Elle s’attarde notamment sur le principe de non-épuisement des voies de recours internes et sur le caractère abusif de la requête. Concernant le premier principe, la décision s’inscrit dans la volonté constante de la Cour de rappeler que celui-ci est une réelle obligation pour les requérants, comme le montre l’arrêt Vučković et autres (Cour EDH, 25 mars 2014 Vučković et autres c. Serbie, n. 17153/11 et 29 autres) puisqu’il a pour but de préserver le principe de subsidiarité qui irrigue le droit européen des droits de l’Homme et la sauvegarde de la souveraineté des États membres. Notamment, la Cour s’attache à préciser que le contrôle de constitutionnalité n’exclut pas le contrôle du respect de la Convention par les juges ordinaires ; et que partant de cela, en s’appuyant sur son arrêt (Cour EDH, 15 novembre 2016 Dubská et Krejzová c. République Tchèque, n.28859/11 et 28473/12), la Cour réaffirme le principe de subsidiarité qui postule que lorsqu’un doute subsiste quant à la conformité d’une loi ou quant à l’efficacité d’un recours interne, seules les juridictions nationales sont, dans un premier temps, les « mieux placées » pour trancher la question.
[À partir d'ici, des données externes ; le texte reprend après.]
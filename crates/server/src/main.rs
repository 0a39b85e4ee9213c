//! chatrelay server
//!
//! Real-time group chat over WebSocket with an AI assistant in the room.
//! Every event is persisted to SQLite before it is broadcast.

mod broadcast;
mod config;
mod dispatch;
mod http;
mod logging;
mod migration_runner;
mod paths;
mod persistence;
mod registry;
mod state;
mod websocket;

use std::sync::Arc;

use axum::http::HeaderValue;
use clap::Parser;
use tower_http::cors::{Any, CorsLayer};
use tracing::{info, warn};

use chatrelay_connectors::OpenAiAssistant;

use crate::config::{resolve_api_key, ServerConfig};
use crate::paths::DataPaths;
use crate::persistence::SqliteStore;
use crate::state::AppState;

#[tokio::main]
async fn main() -> anyhow::Result<()> {
    let config = ServerConfig::parse();

    let paths = DataPaths::resolve(config.data_dir.as_deref())?;
    paths.ensure_dirs()?;
    let logging = logging::init_logging(&paths.log_dir())?;

    info!(
        component = "server",
        event = "server.starting",
        run_id = %logging.run_id,
        data_dir = %paths.root().display(),
        bind = %config.bind,
        "Starting chatrelay server"
    );

    let store = SqliteStore::open(&paths.db_path())?;

    let api_key = resolve_api_key(&paths);
    if api_key.is_none() {
        warn!(
            component = "server",
            event = "server.api_key.missing",
            "No OpenAI API key configured; assistant requests will fail"
        );
    }
    let assistant = OpenAiAssistant::new(config.openai_config(api_key));

    let state = Arc::new(AppState::new(
        Arc::new(store),
        Arc::new(assistant),
        config.context_window,
    ));

    let origin: HeaderValue = config.frontend_origin.parse()?;
    let cors = CorsLayer::new()
        .allow_origin(origin)
        .allow_methods(Any)
        .allow_headers(Any);
    let app = http::router(state, cors);

    let listener = tokio::net::TcpListener::bind(config.bind).await?;
    info!(
        component = "server",
        event = "server.listening",
        bind = %config.bind,
        frontend_origin = %config.frontend_origin,
        "Listening"
    );

    axum::serve(listener, app)
        .with_graceful_shutdown(shutdown_signal())
        .await?;

    info!(
        component = "server",
        event = "server.stopped",
        "Server stopped"
    );
    Ok(())
}

async fn shutdown_signal() {
    if let Err(e) = tokio::signal::ctrl_c().await {
        warn!(
            component = "server",
            event = "server.signal.failed",
            error = %e,
            "Failed to listen for ctrl-c"
        );
        std::future::pending::<()>().await;
    }
    info!(
        component = "server",
        event = "server.shutdown",
        "Shutdown signal received"
    );
}
//! Persona tree resolution: which validated personas each mode can reach.
//!
//! Resolution reads only the immutable [`PersonaCatalog`]; it never touches
//! the filesystem. References come out in traversal order (directories
//! before files at each level, then alphabetical) so identical input always
//! renders identically.

use std::collections::{BTreeMap, BTreeSet};

use super::layout::{segments, strip_dir};
use super::types::{Rule, ValidationIssue};
use super::validator::{ModeDefinition, PersonaDocument};

/// Validated personas plus every directory that exists under the personas
/// tree, keyed by input-relative path.
#[derive(Debug, Clone, Default)]
pub struct PersonaCatalog {
    personas: BTreeMap<String, PersonaDocument>,
    directories: BTreeSet<String>,
}

impl PersonaCatalog {
    /// Build a catalog. Ancestor directories of each persona are recorded
    /// even when absent from `directories`.
    pub fn new(
        personas: impl IntoIterator<Item = PersonaDocument>,
        directories: impl IntoIterator<Item = String>,
    ) -> Self {
        let mut catalog = Self {
            personas: BTreeMap::new(),
            directories: directories.into_iter().collect(),
        };
        for persona in personas {
            let parts = segments(&persona.path);
            for depth in 1..parts.len() {
                catalog.directories.insert(parts[..depth].join("/"));
            }
            catalog.personas.insert(persona.path.clone(), persona);
        }
        catalog
    }

    pub fn has_directory(&self, path: &str) -> bool {
        self.directories.contains(path)
    }

    /// Personas strictly below `root`, in path order.
    pub fn descendants<'a>(
        &'a self,
        root: &'a str,
    ) -> impl Iterator<Item = (&'a str, &'a PersonaDocument)> + 'a {
        self.personas
            .iter()
            .filter_map(move |(path, persona)| strip_dir(path, root).map(|rest| (rest, persona)))
    }
}

/// One persona reachable from one mode.
#[derive(Debug, Clone, PartialEq, Eq)]
pub struct PersonaReference {
    pub mode: String,
    pub persona_path: String,
    /// Directories between the mode's persona root and the file.
    pub category: Vec<String>,
    pub technology: String,
    pub title: String,
}

#[derive(Debug, Clone, Default, PartialEq, Eq)]
pub struct Resolution {
    pub references: Vec<PersonaReference>,
    /// Warnings only; resolution never blocks assembly.
    pub issues: Vec<ValidationIssue>,
}

/// Resolve the persona tree declared by `mode`.
pub fn resolve(mode: &ModeDefinition, catalog: &PersonaCatalog) -> Resolution {
    let root = mode.persona_root.as_str();
    let mut issues = Vec::new();

    if !catalog.has_directory(root) {
        issues.push(ValidationIssue::warning(
            &mode.path,
            Rule::MissingPersonaRoot,
            format!(
                "persona root '{}' ({root}) does not exist; persona section will be empty",
                mode.declared_root
            ),
        ));
        return Resolution {
            references: Vec::new(),
            issues,
        };
    }

    let mut keyed: Vec<(Vec<(u8, &str)>, PersonaReference)> = catalog
        .descendants(root)
        .filter_map(|(rest, persona)| {
            let parts = segments(rest);
            let (file, dirs) = parts.split_last()?;
            let mut key: Vec<(u8, &str)> = dirs.iter().map(|dir| (0, *dir)).collect();
            key.push((1, *file));
            let reference = PersonaReference {
                mode: mode.slug.clone(),
                persona_path: persona.path.clone(),
                category: dirs.iter().map(|dir| dir.to_string()).collect(),
                technology: persona.technology.clone(),
                title: persona.title.clone(),
            };
            Some((key, reference))
        })
        .collect();
    keyed.sort_by(|a, b| a.0.cmp(&b.0));
    let mut references: Vec<PersonaReference> =
        keyed.into_iter().map(|(_, reference)| reference).collect();
    references.dedup_by(|a, b| a.persona_path == b.persona_path);

    if references.is_empty() {
        issues.push(ValidationIssue::warning(
            &mode.path,
            Rule::EmptyPersonaRoot,
            format!("persona root '{root}' contains no valid personas"),
        ));
    }

    let mut by_technology: BTreeMap<String, Vec<&str>> = BTreeMap::new();
    for reference in &references {
        by_technology
            .entry(reference.technology.to_lowercase())
            .or_default()
            .push(&reference.persona_path);
    }
    for (technology, paths) in &by_technology {
        if paths.len() > 1 {
            issues.push(ValidationIssue::warning(
                &mode.path,
                Rule::AmbiguousTechnology,
                format!(
                    "technology '{technology}' appears at {} paths under '{root}': {}",
                    paths.len(),
                    paths.join(", ")
                ),
            ));
        }
    }

    for expected in &mode.expected_personas {
        if !by_technology.contains_key(&expected.to_lowercase()) {
            issues.push(ValidationIssue::warning(
                &mode.path,
                Rule::MissingExpectedPersona,
                format!("expected persona '{expected}' was not found under '{root}'"),
            ));
        }
    }

    Resolution { references, issues }
}

/// Personas not reachable from any of `roots`.
pub fn find_orphans(catalog: &PersonaCatalog, roots: &[&str]) -> Vec<ValidationIssue> {
    catalog
        .personas
        .keys()
        .filter(|path| !roots.iter().any(|root| strip_dir(path, root).is_some()))
        .map(|path| {
            ValidationIssue::warning(
                path.as_str(),
                Rule::OrphanedPersona,
                "persona is not reachable from any mode's persona root",
            )
        })
        .collect()
}
//! Consolidated end-of-run report.
//!
//! Issues from every stage are grouped by document path and sorted, so the
//! report is stable regardless of task completion order.

use std::fmt::Write as _;

use anyhow::{Context, Result};
use serde::Serialize;

use crate::core::types::{IssueKind, Rule, Severity, ValidationIssue};
use crate::exit_codes;
use crate::io::writer::WrittenArtifact;

#[derive(Debug, Clone, PartialEq, Eq, Serialize)]
pub struct RunReport {
    pub summary: Summary,
    /// Documents with at least one issue, in path order.
    pub documents: Vec<DocumentReport>,
    pub artifacts: Vec<ArtifactReport>,
}

#[derive(Debug, Clone, PartialEq, Eq, Serialize)]
pub struct Summary {
    /// Documents loaded from the input tree.
    pub documents: usize,
    pub modes_assembled: usize,
    pub errors: usize,
    pub warnings: usize,
}

#[derive(Debug, Clone, PartialEq, Eq, Serialize)]
pub struct DocumentReport {
    pub path: String,
    pub issues: Vec<IssueReport>,
}

#[derive(Debug, Clone, PartialEq, Eq, Serialize)]
pub struct IssueReport {
    pub severity: Severity,
    pub kind: IssueKind,
    pub rule: Rule,
    pub message: String,
}

#[derive(Debug, Clone, PartialEq, Eq, Serialize)]
pub struct ArtifactReport {
    pub mode: String,
    pub source: String,
    #[serde(skip_serializing_if = "Option::is_none")]
    pub description: Option<String>,
    pub output: Option<String>,
    pub personas: Vec<String>,
    pub sha256: String,
    /// RFC 3339, UTC.
    pub generated_at: String,
}

impl RunReport {
    pub fn build(
        document_count: usize,
        mut issues: Vec<ValidationIssue>,
        artifacts: &[WrittenArtifact],
    ) -> Self {
        issues.sort();
        issues.dedup();

        let errors = issues.iter().filter(|issue| issue.is_error()).count();
        let summary = Summary {
            documents: document_count,
            modes_assembled: artifacts.len(),
            errors,
            warnings: issues.len() - errors,
        };

        let mut documents: Vec<DocumentReport> = Vec::new();
        for issue in issues {
            let entry = IssueReport {
                severity: issue.severity,
                kind: issue.kind(),
                rule: issue.rule,
                message: issue.message,
            };
            match documents.last_mut() {
                Some(last) if last.path == issue.path => last.issues.push(entry),
                _ => documents.push(DocumentReport {
                    path: issue.path,
                    issues: vec![entry],
                }),
            }
        }

        let mut artifacts: Vec<ArtifactReport> = artifacts
            .iter()
            .map(|artifact| ArtifactReport {
                mode: artifact.slug.clone(),
                source: artifact.source.clone(),
                description: artifact.description.clone(),
                output: artifact
                    .output
                    .as_ref()
                    .map(|path| path.display().to_string()),
                personas: artifact.personas.clone(),
                sha256: artifact.sha256.clone(),
                generated_at: artifact.generated_at.to_rfc3339(),
            })
            .collect();
        artifacts.sort_by(|a, b| a.mode.cmp(&b.mode));

        Self {
            summary,
            documents,
            artifacts,
        }
    }

    pub fn has_errors(&self) -> bool {
        self.summary.errors > 0
    }

    /// Exit code derived solely from error-severity issues.
    pub fn exit_code(&self) -> i32 {
        if self.has_errors() {
            exit_codes::INVALID
        } else {
            exit_codes::OK
        }
    }

    /// Pretty JSON with trailing newline.
    pub fn to_json(&self) -> Result<String> {
        let mut payload = serde_json::to_string_pretty(self).context("serialize report json")?;
        payload.push('\n');
        Ok(payload)
    }

    pub fn to_text(&self) -> String {
        let mut out = String::new();
        for document in &self.documents {
            let _ = writeln!(out, "{}", document.path);
            for issue in &document.issues {
                let _ = writeln!(
                    out,
                    "  {:<7} {}: {}",
                    issue.severity.as_str(),
                    issue.rule,
                    issue.message
                );
            }
        }
        if !self.artifacts.is_empty() {
            if !out.is_empty() {
                out.push('\n');
            }
            out.push_str("artifacts:\n");
            for artifact in &self.artifacts {
                let target = artifact.output.as_deref().unwrap_or("(dry run)");
                let _ = writeln!(
                    out,
                    "  {} -> {} ({} personas)",
                    artifact.mode,
                    target,
                    artifact.personas.len()
                );
            }
        }
        if !out.is_empty() {
            out.push('\n');
        }
        let _ = writeln!(
            out,
            "summary: {} documents, {} modes assembled, {} errors, {} warnings",
            self.summary.documents,
            self.summary.modes_assembled,
            self.summary.errors,
            self.summary.warnings
        );
        out
    }
}
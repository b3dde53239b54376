//! Mode assembly: template + resolved persona tree + tools -> artifact text.

use std::sync::LazyLock;

use chrono::{DateTime, Utc};
use minijinja::{Environment, context};
use serde::Serialize;

use super::resolver::PersonaReference;
use super::template::PlaceholderKind;
use super::types::{Rule, ValidationIssue};
use super::validator::ModeDefinition;

const PERSONA_TREE_TEMPLATE: &str = include_str!("render/persona_tree.md");
const TOOLS_TEMPLATE: &str = include_str!("render/tools.md");

static RENDER_ENV: LazyLock<Environment<'static>> = LazyLock::new(|| {
    let mut env = Environment::new();
    env.set_trim_blocks(true);
    env.set_lstrip_blocks(true);
    env.add_template("persona_tree", PERSONA_TREE_TEMPLATE)
        .expect("persona tree template should be valid");
    env.add_template("tools", TOOLS_TEMPLATE)
        .expect("tools template should be valid");
    env
});

/// Final configuration document for one mode.
#[derive(Debug, Clone, PartialEq, Eq)]
pub struct AssembledArtifact {
    pub slug: String,
    /// Path of the mode template this was assembled from.
    pub source: String,
    /// The mode's manifest description, carried into the run report.
    pub description: Option<String>,
    pub text: String,
    pub references: Vec<PersonaReference>,
    pub generated_at: DateTime<Utc>,
}

#[derive(Debug, Serialize)]
struct CategoryGroup<'a> {
    heading: String,
    entries: Vec<EntryContext<'a>>,
}

#[derive(Debug, Serialize)]
struct EntryContext<'a> {
    technology: &'a str,
    title: &'a str,
    path: &'a str,
}

/// Generated-file banner placed at the top of every artifact.
pub fn banner(source: &str) -> String {
    format!("<!-- Generated by assembler from {source}. Do not edit by hand. -->\n\n")
}

/// Assemble one mode. Fails with error issues when the template cannot be
/// filled; the caller skips the artifact and carries on.
pub fn assemble(
    mode: &ModeDefinition,
    references: Vec<PersonaReference>,
    generated_at: DateTime<Utc>,
) -> Result<AssembledArtifact, Vec<ValidationIssue>> {
    let missing = mode.template.missing_placeholders();
    if !missing.is_empty() {
        return Err(missing
            .into_iter()
            .map(|kind| {
                ValidationIssue::error(
                    &mode.path,
                    Rule::MissingPlaceholder,
                    format!(
                        "template has no <!-- placeholder:{} --> marker; artifact skipped",
                        kind.name()
                    ),
                )
            })
            .collect());
    }

    let persona_tree = render_persona_tree(&mode.persona_root, &references)
        .map_err(|err| vec![render_failed(mode, PlaceholderKind::PersonaTree, &err)])?;
    let tools = render_tools(&mode.tools)
        .map_err(|err| vec![render_failed(mode, PlaceholderKind::Tools, &err)])?;

    let body = mode.template.render(|kind| match kind {
        PlaceholderKind::PersonaTree => persona_tree.clone(),
        PlaceholderKind::Tools => tools.clone(),
    });
    let mut text = banner(&mode.path);
    text.push_str(body.trim_start_matches('\n'));

    Ok(AssembledArtifact {
        slug: mode.slug.clone(),
        source: mode.path.clone(),
        description: mode.description.clone(),
        text,
        references,
        generated_at,
    })
}

/// Render references grouped by category, in the order given.
pub fn render_persona_tree(
    root: &str,
    references: &[PersonaReference],
) -> Result<String, minijinja::Error> {
    let mut groups: Vec<CategoryGroup<'_>> = Vec::new();
    let mut current: Option<&[String]> = None;
    for reference in references {
        if current != Some(reference.category.as_slice()) {
            let mut heading = root.to_string();
            for dir in &reference.category {
                heading.push('/');
                heading.push_str(dir);
            }
            groups.push(CategoryGroup {
                heading,
                entries: Vec::new(),
            });
            current = Some(reference.category.as_slice());
        }
        if let Some(group) = groups.last_mut() {
            group.entries.push(EntryContext {
                technology: &reference.technology,
                title: &reference.title,
                path: &reference.persona_path,
            });
        }
    }
    let rendered = RENDER_ENV
        .get_template("persona_tree")?
        .render(context! { groups => groups })?;
    Ok(rendered.trim_end().to_string())
}

pub fn render_tools(tools: &[String]) -> Result<String, minijinja::Error> {
    let rendered = RENDER_ENV
        .get_template("tools")?
        .render(context! { tools => tools })?;
    Ok(rendered.trim_end().to_string())
}

fn render_failed(
    mode: &ModeDefinition,
    kind: PlaceholderKind,
    err: &minijinja::Error,
) -> ValidationIssue {
    ValidationIssue::error(
        &mode.path,
        Rule::RenderFailed,
        format!("failed to render {} section: {err}", kind.name()),
    )
}
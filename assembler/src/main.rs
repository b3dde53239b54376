//! Mode/persona configuration assembler.
//!
//! Validates a tree of mode templates and persona documents and writes one
//! assembled artifact per valid mode. The run report goes to stdout; the
//! exit code says whether any error-severity issue was found.

use std::path::PathBuf;

use anyhow::{Context, Result};
use clap::{Parser, ValueEnum};
use tracing::debug;

use assembler::exit_codes;
use assembler::io::config::load_for_input;
use assembler::logging;
use assembler::pipeline::{RunOptions, run};

#[derive(Parser, Debug)]
#[command(
    name = "assembler",
    version,
    about = "Validate mode and persona documents and assemble per-mode artifacts"
)]
struct Cli {
    /// Input root containing the modes and personas subtrees.
    input: PathBuf,

    /// Output root for assembled artifacts.
    output: PathBuf,

    /// Config file (default: `<INPUT>/assembler.toml`, optional).
    #[arg(long, value_name = "PATH")]
    config: Option<PathBuf>,

    /// Worker threads for loading, validation and assembly.
    #[arg(short, long, value_name = "N")]
    jobs: Option<usize>,

    /// Report format written to stdout.
    #[arg(long, value_enum, default_value_t = ReportFormat::Json)]
    format: ReportFormat,

    /// Run every stage but do not write artifacts.
    #[arg(long)]
    dry_run: bool,
}

#[derive(Clone, Copy, Debug, PartialEq, Eq, ValueEnum)]
enum ReportFormat {
    Json,
    Text,
}

fn main() {
    logging::init();
    match execute(Cli::parse()) {
        Ok(code) => std::process::exit(code),
        Err(err) => {
            eprintln!("{:#}", err);
            std::process::exit(exit_codes::FATAL);
        }
    }
}

fn execute(cli: Cli) -> Result<i32> {
    let mut config = load_for_input(&cli.input, cli.config.as_deref())?;
    if let Some(jobs) = cli.jobs {
        config.jobs = jobs;
    }
    let jobs = config.effective_jobs();
    debug!(jobs, input = %cli.input.display(), "starting run");

    let runtime = tokio::runtime::Builder::new_multi_thread()
        .max_blocking_threads(jobs)
        .enable_all()
        .build()
        .context("build tokio runtime")?;

    let options = RunOptions {
        input: cli.input,
        output: cli.output,
        config,
        dry_run: cli.dry_run,
    };
    let outcome = runtime.block_on(run(&options))?;

    match cli.format {
        ReportFormat::Json => print!("{}", outcome.report.to_json()?),
        ReportFormat::Text => print!("{}", outcome.report.to_text()),
    }
    Ok(outcome.report.exit_code())
}

#[cfg(test)]
mod tests {
    use super::*;

    #[test]
    fn parses_positional_roots_and_defaults() {
        let cli = Cli::try_parse_from(["assembler", "in", "out"]).expect("parse");
        assert_eq!(cli.input, PathBuf::from("in"));
        assert_eq!(cli.output, PathBuf::from("out"));
        assert_eq!(cli.format, ReportFormat::Json);
        assert_eq!(cli.jobs, None);
        assert!(!cli.dry_run);
    }

    #[test]
    fn parses_flags() {
        let cli = Cli::try_parse_from([
            "assembler",
            "in",
            "out",
            "--config",
            "cfg.toml",
            "--jobs",
            "3",
            "--format",
            "text",
            "--dry-run",
        ])
        .expect("parse");
        assert_eq!(cli.config, Some(PathBuf::from("cfg.toml")));
        assert_eq!(cli.jobs, Some(3));
        assert_eq!(cli.format, ReportFormat::Text);
        assert!(cli.dry_run);
    }

    #[test]
    fn output_root_is_required() {
        assert!(Cli::try_parse_from(["assembler", "in"]).is_err());
    }
}
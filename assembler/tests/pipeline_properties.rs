//! End-to-end properties of a full run, driven through the library.

use std::path::PathBuf;

use assembler::core::grammar::{MODE_SECTIONS, PERSONA_SECTIONS};
use assembler::core::types::{IssueKind, Rule, Severity};
use assembler::exit_codes;
use assembler::io::config::AssemblerConfig;
use assembler::pipeline::{RunOptions, RunOutcome, run};
use assembler::report::IssueReport;
use assembler::test_support::{TestTree, mode_doc_with, persona_doc_with};

async fn run_into(tree: &TestTree, output: PathBuf) -> RunOutcome {
    let options = RunOptions {
        input: tree.input(),
        output,
        config: AssemblerConfig::default(),
        dry_run: false,
    };
    run(&options).await.expect("run")
}

async fn run_tree(tree: &TestTree) -> RunOutcome {
    run_into(tree, tree.output()).await
}

fn issues_for<'a>(outcome: &'a RunOutcome, path: &str) -> Vec<&'a IssueReport> {
    outcome
        .report
        .documents
        .iter()
        .filter(|document| document.path == path)
        .flat_map(|document| document.issues.iter())
        .collect()
}

fn without(sections: &[&'static str], missing: &str) -> Vec<&'static str> {
    sections
        .iter()
        .copied()
        .filter(|section| *section != missing)
        .collect()
}

#[tokio::test]
async fn two_runs_produce_identical_artifacts() {
    let tree = TestTree::new();
    tree.write_mode("web", "web", &["read_file", "run_tests"]);
    tree.write_mode("team/review", ".", &["read_file"]);
    tree.write_persona("web/frameworks/react.md", "React");
    tree.write_persona("web/css.md", "CSS");
    tree.write_persona("data/sql.md", "SQL");

    let first = run_tree(&tree).await;
    let web = tree.read_output("web.md");
    let review = tree.read_output("team/review.md");

    let second = run_tree(&tree).await;
    assert_eq!(tree.read_output("web.md"), web);
    assert_eq!(tree.read_output("team/review.md"), review);
    let hashes = |outcome: &RunOutcome| -> Vec<String> {
        outcome
            .report
            .artifacts
            .iter()
            .map(|artifact| artifact.sha256.clone())
            .collect()
    };
    assert_eq!(hashes(&first), hashes(&second));
}

#[tokio::test]
async fn corrupting_one_mode_leaves_others_unchanged() {
    let tree = TestTree::new();
    tree.write_mode("web", "web", &["read_file"]);
    tree.write_mode("data", "data", &["query"]);
    tree.write_persona("web/react.md", "React");
    tree.write_persona("data/sql.md", "SQL");

    let before = run_into(&tree, tree.path().join("before")).await;
    let data_before = std::fs::read_to_string(tree.path().join("before/data.md")).expect("read");

    tree.write(
        "modes/web.md",
        &mode_doc_with("web", &["read_file"], &without(MODE_SECTIONS, "Workflow")),
    );
    let after = run_into(&tree, tree.path().join("after")).await;
    let data_after = std::fs::read_to_string(tree.path().join("after/data.md")).expect("read");

    assert_eq!(data_before, data_after);
    let personas = |outcome: &RunOutcome, mode: &str| -> Vec<String> {
        outcome
            .report
            .artifacts
            .iter()
            .find(|artifact| artifact.mode == mode)
            .map(|artifact| artifact.personas.clone())
            .unwrap_or_default()
    };
    assert_eq!(personas(&before, "data"), personas(&after, "data"));
    assert!(!tree.path().join("after/web.md").exists());
}

#[tokio::test]
async fn every_independent_defect_is_reported() {
    let tree = TestTree::new();
    tree.write_mode("ok", ".", &[]);
    for (slug, missing) in [("a", "Workflow"), ("b", "Tools"), ("c", "Guardrails")] {
        tree.write(
            &format!("modes/{slug}.md"),
            &mode_doc_with("web", &[], &without(MODE_SECTIONS, missing)),
        );
    }
    tree.write_persona("web/react.md", "React");
    for (name, missing) in [("vue", "Overview"), ("svelte", "Resources")] {
        tree.write(
            &format!("personas/web/{name}.md"),
            &persona_doc_with(name, &without(PERSONA_SECTIONS, missing)),
        );
    }

    let outcome = run_tree(&tree).await;
    let summary = &outcome.report.summary;
    assert_eq!(summary.errors + summary.warnings, 5, "{:?}", outcome.report);
    assert_eq!(summary.errors, 5);
    assert_eq!(outcome.report.documents.len(), 5);
    for document in &outcome.report.documents {
        assert_eq!(document.issues.len(), 1);
        assert_eq!(document.issues[0].rule, Rule::MissingSection);
    }
    assert_eq!(outcome.report.exit_code(), exit_codes::INVALID);
}

#[tokio::test]
async fn inserting_a_persona_only_shifts_its_neighbours() {
    let tree = TestTree::new();
    tree.write_mode("web", "web", &[]);
    tree.write_persona("web/a/x.md", "X");
    tree.write_persona("web/a/z.md", "Z");
    tree.write_persona("web/b/w.md", "W");
    tree.write_persona("web/top.md", "Top");

    run_tree(&tree).await;
    let before = tree.read_output("web.md");

    tree.write_persona("web/a/y.md", "Y");
    run_tree(&tree).await;
    let after = tree.read_output("web.md");

    let expected = before.replace(
        "- `z`: Z (`personas/web/a/z.md`)",
        "- `y`: Y (`personas/web/a/y.md`)\n- `z`: Z (`personas/web/a/z.md`)",
    );
    assert_ne!(before, expected);
    assert_eq!(after, expected);
}

#[tokio::test]
async fn missing_persona_root_warns_and_still_assembles() {
    let tree = TestTree::new();
    tree.write_mode("web", "nowhere", &["read_file"]);
    tree.write_mode("data", "data", &[]);
    tree.write_persona("data/sql.md", "SQL");

    let outcome = run_tree(&tree).await;
    let issues = issues_for(&outcome, "modes/web.md");
    assert_eq!(issues.len(), 1);
    assert_eq!(issues[0].rule, Rule::MissingPersonaRoot);
    assert_eq!(issues[0].severity, Severity::Warning);
    assert_eq!(issues[0].kind, IssueKind::DanglingReference);
    assert_eq!(outcome.report.exit_code(), exit_codes::OK);

    let web = tree.read_output("web.md");
    assert!(!web.contains("### "));
    assert!(web.contains("- `read_file`"));
}

#[tokio::test]
async fn mode_missing_final_section_is_skipped_alone() {
    let tree = TestTree::new();
    tree.write_mode("web", "web", &[]);
    tree.write_persona("web/react.md", "React");
    tree.write(
        "modes/broken.md",
        &mode_doc_with("web", &[], &MODE_SECTIONS[..MODE_SECTIONS.len() - 1]),
    );

    let outcome = run_tree(&tree).await;
    let issues = issues_for(&outcome, "modes/broken.md");
    assert_eq!(issues.len(), 1);
    assert_eq!(issues[0].kind, IssueKind::StructuralViolation);
    assert!(issues[0].message.contains("Guardrails"));
    assert!(!tree.output_exists("broken.md"));
    assert!(tree.output_exists("web.md"));
    assert_eq!(outcome.report.exit_code(), exit_codes::INVALID);
}

#[tokio::test]
async fn duplicate_technology_names_are_ambiguous_but_kept() {
    let tree = TestTree::new();
    tree.write_mode("web", "web", &[]);
    tree.write_persona("web/frameworks/react.md", "React");
    tree.write_persona("web/legacy/react.md", "React (class components)");

    let outcome = run_tree(&tree).await;
    let issues = issues_for(&outcome, "modes/web.md");
    assert_eq!(issues.len(), 1);
    assert_eq!(issues[0].kind, IssueKind::AmbiguousReference);
    assert_eq!(issues[0].severity, Severity::Warning);

    let web = tree.read_output("web.md");
    let frameworks = web
        .find("### personas/web/frameworks\n- `react`: React (`personas/web/frameworks/react.md`)")
        .expect("frameworks entry");
    let legacy = web
        .find("### personas/web/legacy\n- `react`: React (class components) (`personas/web/legacy/react.md`)")
        .expect("legacy entry");
    assert!(frameworks < legacy);
}

#[cfg(unix)]
#[tokio::test]
async fn personas_linked_outside_the_input_root_are_never_read() {
    let tree = TestTree::new();
    tree.write_mode("web", ".", &[]);
    let outside = tree.path().join("outside");
    std::fs::create_dir_all(outside.join("web")).expect("mkdir outside");
    std::fs::write(
        outside.join("web/secret.md"),
        assembler::test_support::persona_doc("Secret"),
    )
    .expect("write outside");
    std::os::unix::fs::symlink(&outside, tree.input().join("personas")).expect("symlink");

    let outcome = run_tree(&tree).await;
    let issues = issues_for(&outcome, "personas");
    assert_eq!(issues.len(), 1);
    assert_eq!(issues[0].rule, Rule::PathEscape);
    assert_eq!(issues[0].severity, Severity::Error);
    assert_eq!(outcome.report.exit_code(), exit_codes::INVALID);
    assert!(!tree.read_output("web.md").contains("secret"));
}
Enfin, rappelant le contentieux de masse qu’elle connaît depuis plus de vingt ans, la Cour revient sur la stratégie judiciaire du requérant, qui consistait dans l’engorgement de la Cour, et retient à son encontre l’abus du droit de recours. Ce fait rare mérite d’être souligné et il justifie sans nul doute le souci des juges strasbourgeois d’y répondre alors que la condition du non-épuisement des voies de recours internes permettait déjà, à elle seule, de déclarer la requête de M. Zambrano irrecevable. Cette décision permet, en réalité, à la Cour de rappeler que les comportements abusifs nuisent, certes, au bon fonctionnement de l’institution, et notamment qu’ils mettent en péril la bonne exécution de sa mission que lui assigne l’article 19 de la CEDH ; mais que ceux-ci portent également atteinte, de ce fait, à la protection effective des droits et des libertés des individus relevant de la juridiction des États contractants (Cour EDH, 16 juillet 2019, Zhdanov et autres c. Russie, n.12200/08, 35949/11 et 58282/12).

Par conséquent, la Cour affirme, par cette décision, que le caractère exceptionnel de la situation sanitaire mondiale ne doit pas être un fait justifiant la mise à l’écart des conditions de recevabilité prévues par l’article 35 CEDH.